Now, a team of scientists has found a rule-breaking river frog in Brazil’s Atlantic rainforest called Thoropa taophora, whose sexual shenanigans involve everything from cannibalism to peacemaking hugs and some surprisingly well-muscled forearms.
Over the course of a single breeding season, some males will couple up with exactly two females, who alternately visit their mate like a sperm-dispensing timeshare.
“There is a bond between the male and the female, but there is more than one couple,” said Fábio de Sá, a biologist at the University of Campinas in Brazil and an author on a paper published Wednesday in Science Advances that describes the new behavior.
Much of Thoropa mating boils down to location. These frogs prize wet, rocky habitats called seeps, where their eggs can mature. Males will wage all-out war over seeps, emitting aggressive calls and jabbing at their rivals with the spine-studded thumbs at the ends of their bulging, battleworthy forelimbs. Once their real estate is won, the victors spend their nights on patrol, in the hopes that a female will drop by and leave behind a cache of fresh eggs.
Where seeps are abundant, both sexes of Thoropa taophora frogs take multiple partners, Dr. de Sá said. But when seeps become scarce enough to render some males homeless, the frogs are sometimes forced into a seismic sexual shift.
“For females, males become the limiting resource,” Dr. de Sá said. Under these circumstances, females queue up to mate with the seep-straddling males. In a series of video recordings, the researchers found that two, perhaps three, females might share the same beau, with one usually emerging as a “dominant” consort who monopolized most of the mating.
But the group courting the males “had consistent membership” over a long period of time, said Kelly Zamudio, a biologist at Cornell University and an author on the study. A genetic analysis of the eggs laid in each male’s seep also revealed that the tadpoles were all full- or half-siblings of various ages — a hint that they had come from two moms who repeatedly visited the same dad.
Mating systems like these are something “people have suspected,” said Lauren O’Connell, a biologist at Stanford University who wasn’t involved in the study. “But this was really a test of that idea.” She called it “a really heroic effort of explaining the mating system of a species in the wild.”
The females, however, were not always eager to share.

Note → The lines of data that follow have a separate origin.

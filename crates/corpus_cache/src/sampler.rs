//! src/sampler.rs
//!
//! Randomized fixed-size batches over a [`Dataset`].
//!
//! A [`BatchSampler`] is cheap configuration. Each call to
//! [`BatchSampler::session`] shuffles a fresh permutation of `0..len` into an
//! [`IterationState`] and returns a [`Session`], a lazy finite iterator of
//! [`Batch`]es. Sessions own their state, so several can run over the same
//! dataset at once.
//!
//! # Termination
//! A session ends after `max_steps` batches, or as soon as fewer than
//! `batch_size` unvisited indices remain. Partial trailing batches are never
//! produced, so a dataset of `N` rows yields `min(N / batch_size, max_steps)`
//! batches.
//!
//! # Strategies
//! - [`Strategy::PerItem`]: one `get_one` per index.
//! - [`Strategy::Batched`]: one `get_many` per batch.
//!
//! For the same seed both strategies yield identical batches in the same order.
//! Batches are materialized one at a time with no look-ahead.
//!
//! # Example
//! ```ignore
//! let cache = CorpusCache::open("brwac/processed")?;
//! let config = SamplerConfig::builder()
//!     .batch_size(2000)
//!     .max_steps(1000)
//!     .strategy(Strategy::Batched)
//!     .build()?;
//! for batch in BatchSampler::new(&cache, config)?.session() {
//!     let batch = batch?;
//!     train_step(&batch.documents);
//! }
//! ```

use crate::config::{SamplerConfig, Strategy};
use crate::dataset::Dataset;
use crate::document::EncodedDocument;
use anyhow::Result;
use rand::seq::SliceRandom;
use rand::{rngs::StdRng, Rng, SeedableRng};
use std::time::Instant;
use tracing::{debug, info};

/// Shuffled visiting order plus progress through it.
///
/// Created at session start and discarded with the session; it is never
/// persisted, so every session without a fixed seed sees a new order.
#[derive(Debug, Clone)]
pub struct IterationState {
    permutation: Vec<usize>,
    cursor: usize,
    step: usize,
    seed: u64,
}

impl IterationState {
    /// Uniformly shuffles `0..len` with an RNG seeded from `seed`.
    pub fn new(len: usize, seed: u64) -> Self {
        let mut rng = StdRng::seed_from_u64(seed);
        let mut permutation: Vec<usize> = (0..len).collect();
        permutation.shuffle(&mut rng);
        Self {
            permutation,
            cursor: 0,
            step: 0,
            seed,
        }
    }

    /// Takes the next `batch_size` indices, or `None` if fewer remain.
    fn take(&mut self, batch_size: usize) -> Option<Vec<usize>> {
        if self.remaining() < batch_size {
            return None;
        }
        let indices = self.permutation[self.cursor..self.cursor + batch_size].to_vec();
        self.cursor += batch_size;
        Some(indices)
    }

    pub fn permutation(&self) -> &[usize] {
        &self.permutation
    }

    pub fn cursor(&self) -> usize {
        self.cursor
    }

    /// Batches produced so far.
    pub fn step(&self) -> usize {
        self.step
    }

    pub fn seed(&self) -> u64 {
        self.seed
    }

    pub fn remaining(&self) -> usize {
        self.permutation.len() - self.cursor
    }
}

/// One materialized batch.
#[derive(Debug, Clone, PartialEq, Eq)]
pub struct Batch {
    /// Zero-based position of the batch within its session.
    pub step: usize,
    /// Dataset rows, in the order they were drawn.
    pub indices: Vec<usize>,
    /// One document per entry of `indices`, same order.
    pub documents: Vec<EncodedDocument>,
}

impl Batch {
    pub fn len(&self) -> usize {
        self.documents.len()
    }

    pub fn is_empty(&self) -> bool {
        self.documents.is_empty()
    }

    pub fn num_tokens(&self) -> usize {
        self.documents.iter().map(EncodedDocument::num_tokens).sum()
    }
}

/// Draws randomized fixed-size batches from a dataset.
pub struct BatchSampler<'a, D: Dataset + ?Sized> {
    dataset: &'a D,
    config: SamplerConfig,
}

impl<'a, D: Dataset + ?Sized> BatchSampler<'a, D> {
    /// Fails if `config` has a zero `batch_size` or `max_steps`.
    pub fn new(dataset: &'a D, config: SamplerConfig) -> Result<Self> {
        config.validate()?;
        Ok(Self { dataset, config })
    }

    pub fn config(&self) -> &SamplerConfig {
        &self.config
    }

    /// Batches a session will produce: `min(len / batch_size, max_steps)`.
    pub fn num_batches(&self) -> usize {
        (self.dataset.len() / self.config.batch_size).min(self.config.max_steps)
    }

    /// Starts a session using the configured seed, or a fresh random seed.
    pub fn session(&self) -> Session<'a, D> {
        let seed = self.config.seed.unwrap_or_else(|| rand::rng().random());
        self.session_with_seed(seed)
    }

    /// Starts a session with an explicit seed, ignoring the configured one.
    pub fn session_with_seed(&self, seed: u64) -> Session<'a, D> {
        let state = IterationState::new(self.dataset.len(), seed);
        info!(
            rows = self.dataset.len(),
            batch_size = self.config.batch_size,
            max_steps = self.config.max_steps,
            strategy = %self.config.strategy,
            seed,
            "Starting sampling session"
        );
        Session {
            dataset: self.dataset,
            batch_size: self.config.batch_size,
            max_steps: self.config.max_steps,
            strategy: self.config.strategy,
            state,
            finished: false,
        }
    }
}

/// A lazy, finite, non-restartable sequence of batches.
///
/// Dropping the session between batches cancels it; nothing else needs
/// cleaning up. After an error the session yields nothing further.
pub struct Session<'a, D: Dataset + ?Sized> {
    dataset: &'a D,
    batch_size: usize,
    max_steps: usize,
    strategy: Strategy,
    state: IterationState,
    finished: bool,
}

impl<D: Dataset + ?Sized> Session<'_, D> {
    pub fn state(&self) -> &IterationState {
        &self.state
    }

    pub fn strategy(&self) -> Strategy {
        self.strategy
    }

    fn materialize(&self, indices: &[usize]) -> Result<Vec<EncodedDocument>> {
        match self.strategy {
            Strategy::PerItem => indices.iter().map(|&i| self.dataset.get_one(i)).collect(),
            Strategy::Batched => self.dataset.get_many(indices),
        }
    }
}

impl<D: Dataset + ?Sized> Iterator for Session<'_, D> {
    type Item = Result<Batch>;

    fn next(&mut self) -> Option<Self::Item> {
        if self.finished || self.state.step >= self.max_steps {
            return None;
        }
        let Some(indices) = self.state.take(self.batch_size) else {
            debug!(step = self.state.step, "Permutation exhausted");
            self.finished = true;
            return None;
        };

        let started = Instant::now();
        match self.materialize(&indices) {
            Ok(documents) => {
                let step = self.state.step;
                self.state.step += 1;
                debug!(
                    step,
                    strategy = %self.strategy,
                    elapsed_ms = started.elapsed().as_millis() as u64,
                    "Materialized batch"
                );
                Some(Ok(Batch {
                    step,
                    indices,
                    documents,
                }))
            }
            Err(e) => {
                self.finished = true;
                Some(Err(e))
            }
        }
    }

    fn size_hint(&self) -> (usize, Option<usize>) {
        if self.finished {
            return (0, Some(0));
        }
        let left = (self.state.remaining() / self.batch_size)
            .min(self.max_steps.saturating_sub(self.state.step));
        (0, Some(left))
    }
}

#[cfg(test)]
mod tests {
    use super::*;
    use crate::dataset::InMemoryCorpus;
    use std::collections::HashSet;

    fn corpus(n: usize) -> InMemoryCorpus {
        InMemoryCorpus::new(
            (0..n)
                .map(|i| EncodedDocument::new(vec![vec![i as u32], vec![0]]))
                .collect(),
        )
    }

    fn config(batch_size: usize, max_steps: usize, strategy: Strategy) -> SamplerConfig {
        SamplerConfig::builder()
            .batch_size(batch_size)
            .max_steps(max_steps)
            .strategy(strategy)
            .seed(7)
            .build()
            .unwrap()
    }

    #[test]
    fn test_permutation_is_complete_and_seeded() {
        let a = IterationState::new(50, 3);
        let b = IterationState::new(50, 3);
        let c = IterationState::new(50, 4);
        assert_eq!(a.permutation(), b.permutation());
        assert_ne!(a.permutation(), c.permutation());

        let mut sorted = a.permutation().to_vec();
        sorted.sort_unstable();
        assert_eq!(sorted, (0..50).collect::<Vec<_>>());
    }

    #[test]
    fn test_full_batches_only() -> Result<()> {
        let dataset = corpus(10);
        let sampler = BatchSampler::new(&dataset, config(3, 100, Strategy::Batched))?;
        assert_eq!(sampler.num_batches(), 3);

        let batches: Vec<Batch> = sampler.session().collect::<Result<_>>()?;
        assert_eq!(batches.len(), 3);
        assert!(batches.iter().all(|b| b.len() == 3));
        assert_eq!(
            batches.iter().map(|b| b.step).collect::<Vec<_>>(),
            vec![0, 1, 2]
        );

        let drawn: HashSet<usize> = batches.iter().flat_map(|b| b.indices.clone()).collect();
        assert_eq!(drawn.len(), 9);
        assert!(drawn.iter().all(|&i| i < 10));
        Ok(())
    }

    #[test]
    fn test_max_steps_caps_session() -> Result<()> {
        let dataset = corpus(100);
        let sampler = BatchSampler::new(&dataset, config(5, 4, Strategy::PerItem))?;
        let mut session = sampler.session();
        assert_eq!(session.size_hint(), (0, Some(4)));
        let batches: Vec<Batch> = session.by_ref().collect::<Result<_>>()?;
        assert_eq!(batches.len(), 4);
        assert_eq!(session.state().step(), 4);
        assert_eq!(session.state().cursor(), 20);
        assert!(session.next().is_none());
        Ok(())
    }

    #[test]
    fn test_documents_follow_indices() -> Result<()> {
        let dataset = corpus(20);
        let sampler = BatchSampler::new(&dataset, config(4, 10, Strategy::PerItem))?;
        for batch in sampler.session() {
            let batch = batch?;
            for (index, doc) in batch.indices.iter().zip(&batch.documents) {
                assert_eq!(doc.encoded_sentences[0], vec![*index as u32]);
            }
        }
        Ok(())
    }

    #[test]
    fn test_strategies_yield_identical_batches() -> Result<()> {
        let dataset = corpus(37);
        let per_item: Vec<Batch> = BatchSampler::new(&dataset, config(5, 100, Strategy::PerItem))?
            .session()
            .collect::<Result<_>>()?;
        let batched: Vec<Batch> = BatchSampler::new(&dataset, config(5, 100, Strategy::Batched))?
            .session()
            .collect::<Result<_>>()?;
        assert_eq!(per_item.len(), 7);
        assert_eq!(per_item, batched);
        Ok(())
    }

    #[test]
    fn test_small_and_empty_datasets_yield_nothing() -> Result<()> {
        let empty = corpus(0);
        assert_eq!(
            BatchSampler::new(&empty, config(1, 10, Strategy::Batched))?
                .session()
                .count(),
            0
        );
        let small = corpus(3);
        assert_eq!(
            BatchSampler::new(&small, config(4, 10, Strategy::PerItem))?
                .session()
                .count(),
            0
        );
        Ok(())
    }

    #[test]
    fn test_unseeded_sessions_reshuffle() {
        let dataset = corpus(200);
        let config = SamplerConfig::builder().batch_size(10).build().unwrap();
        let sampler = BatchSampler::new(&dataset, config).unwrap();
        let a = sampler.session();
        let b = sampler.session();
        assert_ne!(a.state().seed(), b.state().seed());
    }

    #[test]
    fn test_error_ends_session() {
        struct Failing;
        impl Dataset for Failing {
            fn len(&self) -> usize {
                10
            }
            fn get_one(&self, _: usize) -> Result<EncodedDocument> {
                Err(anyhow::anyhow!("disk gone"))
            }
            fn get_many(&self, _: &[usize]) -> Result<Vec<EncodedDocument>> {
                Err(anyhow::anyhow!("disk gone"))
            }
        }

        let dataset = Failing;
        let mut session = BatchSampler::new(&dataset, config(2, 10, Strategy::Batched))
            .unwrap()
            .session();
        assert!(session.next().unwrap().is_err());
        assert!(session.next().is_none());
    }

    #[test]
    fn test_works_through_trait_object() -> Result<()> {
        let dataset = corpus(8);
        let dynamic: &dyn Dataset = &dataset;
        let batches = BatchSampler::new(dynamic, config(4, 10, Strategy::Batched))?
            .session()
            .collect::<Result<Vec<_>>>()?;
        assert_eq!(batches.len(), 2);
        Ok(())
    }

    #[test]
    fn test_rejects_zero_sized_config() {
        let dataset = corpus(10);
        let zero_batch = SamplerConfig {
            batch_size: 0,
            max_steps: 5,
            strategy: Strategy::Batched,
            seed: Some(1),
        };
        let err = BatchSampler::new(&dataset, zero_batch).err().unwrap();
        assert!(err.to_string().contains("batch_size must be > 0"));

        let zero_steps = SamplerConfig {
            batch_size: 2,
            max_steps: 0,
            strategy: Strategy::PerItem,
            seed: None,
        };
        assert!(BatchSampler::new(&dataset, zero_steps).is_err());
    }
}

Upon arriving at the seep for an evening tryst, some tried to eat the eggs already there, Dr. de Sá said. To curtail this filial cannibalism, the male sometimes attempted to create a diversion, clasping the female with his burly arms from behind — a typical mating position. But the encounter didn’t always end in sex; sometimes the male seemed to simply wrap the female in a platonic embrace, “like a distraction hug,” Dr. O’Connell said.

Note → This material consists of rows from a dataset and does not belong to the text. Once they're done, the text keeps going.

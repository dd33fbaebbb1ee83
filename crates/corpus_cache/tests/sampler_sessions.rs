//! Sampling sessions over a real on-disk cache.
//!
//! Tests cover:
//! - Reopening a cache is idempotent across handles
//! - Batch completeness: `floor(N / b)` full, disjoint batches
//! - `per_item` and `batched` strategies agree for the same seed
//! - Row groups retained by `per_item` grow with visited rows; `batched` retains none
//! - Independent sessions can run concurrently over one handle

mod common;
use common::cache_with_rows;

use corpus_cache::{
    Batch, BatchSampler, CacheError, CorpusCache, Dataset, SamplerConfig, Strategy,
};

use anyhow::Result;
use std::collections::HashSet;
use tempfile::TempDir;

// ============================================================================
// Common Helper Functions
// ============================================================================

fn config(batch_size: usize, strategy: Strategy) -> Result<SamplerConfig> {
    SamplerConfig::builder()
        .batch_size(batch_size)
        .strategy(strategy)
        .seed(7)
        .build()
}

fn collect_session(
    cache: &CorpusCache,
    config: SamplerConfig,
    seed: u64,
) -> Result<Vec<Batch>> {
    BatchSampler::new(cache, config)?
        .session_with_seed(seed)
        .collect()
}

// ============================================================================
// Opening
// ============================================================================

#[test]
fn test_open_is_idempotent() -> Result<()> {
    let root = TempDir::new()?;
    let target = root.path().join("processed");
    cache_with_rows(&target, 17)?;

    let a = CorpusCache::open(&target)?;
    let b = CorpusCache::open(&target)?;
    assert_eq!(a.len(), b.len());
    assert_eq!(a.path(), b.path());
    assert_eq!(a.metadata(), b.metadata());
    for i in [0, 4, 9, 10, 16] {
        assert_eq!(a.get_one(i)?, b.get_one(i)?);
    }

    // Spans both segments, out of order, with repeats.
    let indices = [16, 3, 10, 3, 0, 12, 16, 9];
    let from_a = a.get_many(&indices)?;
    let from_b = b.get_many(&indices)?;
    assert_eq!(from_a, from_b);
    assert_eq!(from_a.len(), indices.len());
    assert_eq!(from_a[1], from_a[3]);
    assert_eq!(from_a[0], b.get_one(16)?);
    Ok(())
}

// ============================================================================
// Batch shape
// ============================================================================

#[test]
fn test_batch_completeness() -> Result<()> {
    let root = TempDir::new()?;
    let target = root.path().join("processed");
    cache_with_rows(&target, 23)?;
    let cache = CorpusCache::open(&target)?;

    let batches = collect_session(&cache, config(5, Strategy::Batched)?, 11)?;
    assert_eq!(batches.len(), 4);

    let mut seen = HashSet::new();
    for (step, batch) in batches.iter().enumerate() {
        assert_eq!(batch.step, step);
        assert_eq!(batch.len(), 5);
        assert_eq!(batch.indices.len(), batch.documents.len());
        for (&index, doc) in batch.indices.iter().zip(&batch.documents) {
            assert!(seen.insert(index), "index {index} drawn twice");
            assert_eq!(*doc, cache.get_many(&[index])?[0]);
        }
    }
    assert_eq!(seen.len(), 20);
    Ok(())
}

#[test]
fn test_batch_size_larger_than_cache_yields_nothing() -> Result<()> {
    let root = TempDir::new()?;
    let target = root.path().join("processed");
    cache_with_rows(&target, 6)?;
    let cache = CorpusCache::open(&target)?;

    let sampler = BatchSampler::new(&cache, config(7, Strategy::Batched)?)?;
    assert_eq!(sampler.num_batches(), 0);
    assert_eq!(sampler.session().count(), 0);
    Ok(())
}

#[test]
fn test_empty_cache_yields_nothing() -> Result<()> {
    let root = TempDir::new()?;
    let target = root.path().join("processed");
    cache_with_rows(&target, 0)?;
    let cache = CorpusCache::open(&target)?;

    for strategy in [Strategy::PerItem, Strategy::Batched] {
        assert_eq!(collect_session(&cache, config(1, strategy)?, 3)?.len(), 0);
    }
    Ok(())
}

#[test]
fn test_max_steps_caps_session() -> Result<()> {
    let root = TempDir::new()?;
    let target = root.path().join("processed");
    cache_with_rows(&target, 30)?;
    let cache = CorpusCache::open(&target)?;

    let config = SamplerConfig::builder()
        .batch_size(4)
        .max_steps(3)
        .build()?;
    let batches = collect_session(&cache, config, 5)?;
    assert_eq!(batches.len(), 3);
    assert_eq!(batches.last().map(|b| b.step), Some(2));
    Ok(())
}

// ============================================================================
// Strategies
// ============================================================================

#[test]
fn test_strategies_yield_identical_batches() -> Result<()> {
    let root = TempDir::new()?;
    let target = root.path().join("processed");
    cache_with_rows(&target, 37)?;
    let per_item_cache = CorpusCache::open(&target)?;
    let batched_cache = CorpusCache::open(&target)?;

    for seed in [0, 1, 99] {
        let per_item = collect_session(&per_item_cache, config(6, Strategy::PerItem)?, seed)?;
        let batched = collect_session(&batched_cache, config(6, Strategy::Batched)?, seed)?;
        assert_eq!(per_item.len(), 6);
        assert_eq!(per_item, batched);
    }
    Ok(())
}

#[test]
fn test_configured_seed_is_reproducible() -> Result<()> {
    let root = TempDir::new()?;
    let target = root.path().join("processed");
    cache_with_rows(&target, 20)?;
    let cache = CorpusCache::open(&target)?;

    let sampler = BatchSampler::new(&cache, config(4, Strategy::Batched)?)?;
    let first: Vec<Vec<usize>> = sampler
        .session()
        .map(|b| b.map(|b| b.indices))
        .collect::<Result<_>>()?;
    let second: Vec<Vec<usize>> = sampler
        .session()
        .map(|b| b.map(|b| b.indices))
        .collect::<Result<_>>()?;
    assert_eq!(first, second);
    Ok(())
}

// ============================================================================
// Memory profile
// ============================================================================

#[test]
fn test_per_item_retains_visited_row_groups() -> Result<()> {
    let root = TempDir::new()?;
    let target = root.path().join("processed");
    cache_with_rows(&target, 40)?;
    let cache = CorpusCache::open(&target)?;
    assert_eq!(cache.retained_rows(), 0);

    let sampler = BatchSampler::new(&cache, config(4, Strategy::PerItem)?)?;
    let mut previous = 0;
    for batch in sampler.session() {
        batch?;
        let retained = cache.retained_rows();
        assert!(retained >= previous, "retained rows shrank mid-session");
        previous = retained;
    }
    // Ten full batches visit every row, so every row group is held.
    assert_eq!(cache.retained_rows(), cache.len());

    cache.release_retained()?;
    assert_eq!(cache.retained_rows(), 0);
    Ok(())
}

#[test]
fn test_batched_retains_nothing() -> Result<()> {
    let root = TempDir::new()?;
    let target = root.path().join("processed");
    cache_with_rows(&target, 40)?;
    let cache = CorpusCache::open(&target)?;

    let sampler = BatchSampler::new(&cache, config(4, Strategy::Batched)?)?;
    for batch in sampler.session() {
        batch?;
        assert_eq!(cache.retained_rows(), 0);
    }
    Ok(())
}

// ============================================================================
// Concurrency and errors
// ============================================================================

#[test]
fn test_concurrent_sessions_share_one_handle() -> Result<()> {
    let root = TempDir::new()?;
    let target = root.path().join("processed");
    cache_with_rows(&target, 32)?;
    let cache = CorpusCache::open(&target)?;
    let expected = collect_session(&cache, config(8, Strategy::Batched)?, 42)?;

    std::thread::scope(|scope| -> Result<()> {
        let handles: Vec<_> = [Strategy::PerItem, Strategy::Batched, Strategy::Batched]
            .into_iter()
            .map(|strategy| {
                let cache = &cache;
                scope.spawn(move || collect_session(cache, config(8, strategy)?, 42))
            })
            .collect();
        for handle in handles {
            let batches = handle
                .join()
                .map_err(|_| anyhow::anyhow!("sampling thread panicked"))??;
            assert_eq!(batches, expected);
        }
        Ok(())
    })
}

#[test]
fn test_out_of_range_reads_fail() -> Result<()> {
    let root = TempDir::new()?;
    let target = root.path().join("processed");
    cache_with_rows(&target, 9)?;
    let cache = CorpusCache::open(&target)?;

    let err = cache.get_one(9).unwrap_err();
    assert!(matches!(
        err.downcast_ref::<CacheError>(),
        Some(CacheError::IndexOutOfRange { index: 9, len: 9 })
    ));
    let err = Dataset::get_many(&cache, &[1, 12]).unwrap_err();
    assert!(matches!(
        err.downcast_ref::<CacheError>(),
        Some(CacheError::IndexOutOfRange { index: 12, .. })
    ));
    Ok(())
}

This whole situation might sound less than ideal, especially for non-dominant females, Dr. Zamudio said. But when breeding sites are this limited, “it’s better to be a secondary, or even the third, female in a group,” she said.” At least you have a chance of laying some eggs with the male, rather than going off to be on your own.”
The findings also help complete the puzzle of group fidelity, which has now been documented in all classes of four-legged animals, or tetrapods, Dr. de Sá said.
“In the big scheme of evolution, we can say we are filling in a piece of information,” he said. “That is pretty cool.”